Where 30 years ago barbed wire guarded the Bulgarian border, tourists now hike in a nature park filled with rare flora and fauna, part of a surprising legacy of the Iron Curtain which once ran across this region.

Sweet chestnut forests and meadows cover the northern slopes of the Belasitsa mountain range in the EU member’s southwest, where access even for locals was once subject to special permission from the authorities.

As a result, nature was left to rule untroubled for 45 years until the fall of the Iron Curtain in 1989.

“After the border fences were removed, they revealed the area’s well preserved biodiversity heritage,” said Dobriel Radev, the nature park’s director.

Nestled under the 1,880m high border peak of Tumba, on the crosspoint of Bulgaria, Greece and North Macedonia, the village of Gabrene has been completely transformed from a strictly guarded outpost to a tourist attraction.

A patch of the old border fence and a rusty army observation tower can still be seen on Gabrene’s outskirts, and elderly villagers eagerly share their memories of that time.

“Our everyday life was subject to strict control,” said Stanimir Samardzhiev, a former local Communist party official and retired mathematics teacher.

“Villagers had to show their ID before they could work their fields” beyond the fence, he said.

‘Gains for all our losses’

Belasitsa, which was declared a nature park in 2007, boasts 1,591 plant species, including 28 which are protected, as well as foxes, roe deer and wild boars.

“There are gains for all our losses,” said park expert Sofia Ilkova, who was one of the first biologists to discover the Bulgarian border region after the fall of the Iron Curtain.

“The animals lived without being disturbed, and the steep terrain did not encourage agriculture so no insecticides were used,” she said.

Rare plant species found in Belasitsa’s grassy meadows include the wild lily with its bright yellow flowers.

Just across the border in neighbouring Greece, where Belasitsa is called Belles, lies another protected area that also benefited from the Iron Curtain era – the Kerkini Lake national park.

In late September, pelicans, cormorants and flamingos could be seen at Belasitsa as buffalo herds grazed in pastures around the water lily-covered swamps of the park.

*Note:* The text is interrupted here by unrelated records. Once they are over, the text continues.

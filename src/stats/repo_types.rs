use serde::Serialize;
use sqlx::FromRow;
use time::OffsetDateTime;

/// One personal record owned by a user.
#[derive(Debug, Clone, Serialize, FromRow)]
pub struct UserStats {
    pub id: i64,
    pub user_id: i64,
    pub value: i32,
    pub unit: String,
    pub note: Option<String>,
    #[serde(with = "time::serde::rfc3339")]
    pub created_at: OffsetDateTime,
    #[serde(with = "time::serde::rfc3339")]
    pub updated_at: OffsetDateTime,
}

#[derive(Debug, Clone)]
pub struct NewUserStat {
    pub value: i32,
    pub unit: String,
    pub note: Option<String>,
}

/// Fields left as `None` keep their stored value. `note: Some(None)` clears it.
#[derive(Debug, Clone, Default)]
pub struct UserStatChanges {
    pub value: Option<i32>,
    pub unit: Option<String>,
    pub note: Option<Option<String>>,
}
use anyhow::Result;

use framesim::{PolicyKind, Simulator};

fn main() -> Result<()> {
    // LRU: fill the four frames, then force one replacement
    let mut sim = Simulator::new(4, PolicyKind::Lru)?;
    for page in [1, 2, 3, 4] {
        sim.reference(page);
    }
    println!("{}", sim.snapshot());
    sim.reference(5);
    println!("{}", sim.snapshot());

    // Clock: same stream; the sweep clears every bit before evicting
    let mut sim = Simulator::new(4, PolicyKind::Clock)?;
    for page in [1, 2, 3, 4] {
        sim.reference(page);
    }
    println!("{}", sim.snapshot());
    sim.reference(5);
    println!("{}", sim.snapshot());

    // LFU: a longer stream with repeats, dumping after every reference
    let mut sim = Simulator::new(4, PolicyKind::Lfu)?;
    for page in [1, 2, 3, 4, 5, 1, 2, 1, 3, 4] {
        sim.reference(page);
        println!("{}", sim.snapshot());
    }

    Ok(())
}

The remains of barbed wire fence from the Soviet era in the steps of the Belasitsa – called Belles in Greece – mountain range, which is shared by Bulgaria, Greece and North Macedonia, near the village of Gabrene. afp

‘Symbol of cross-border cooperation’

Both parks are part of the European Green Belt – an initiative that aims to promote sustainable development, tourism and local traditions along the whole 12,500km of the former Iron Curtain.

Belasitsa park director Radev said the “unique ecological route shared by 24 countries is a symbol of cross-border cooperation”.

Today the inhabitants of Gabrene and the other villages at the foot of the mountain rely on green tourism, welcoming hikers and cyclists in several renovated traditional houses.

A bike track runs along the former frontier.

“It’s hard to imagine that Greece and Macedonia were considered enemies 30 years ago,” said one Bulgarian teenager, part of a group of Bulgarian and North Macedonian high school students marking European Green Belt Day in September with a birdwatching boat trip on the Greek side.

But the verdant landscapes that have replaced the Iron Curtain is not immutable.

Environmental advocates point to threats, such as the construction of hydroelectric power stations and motorways, enlargement of ski resorts and intensive logging.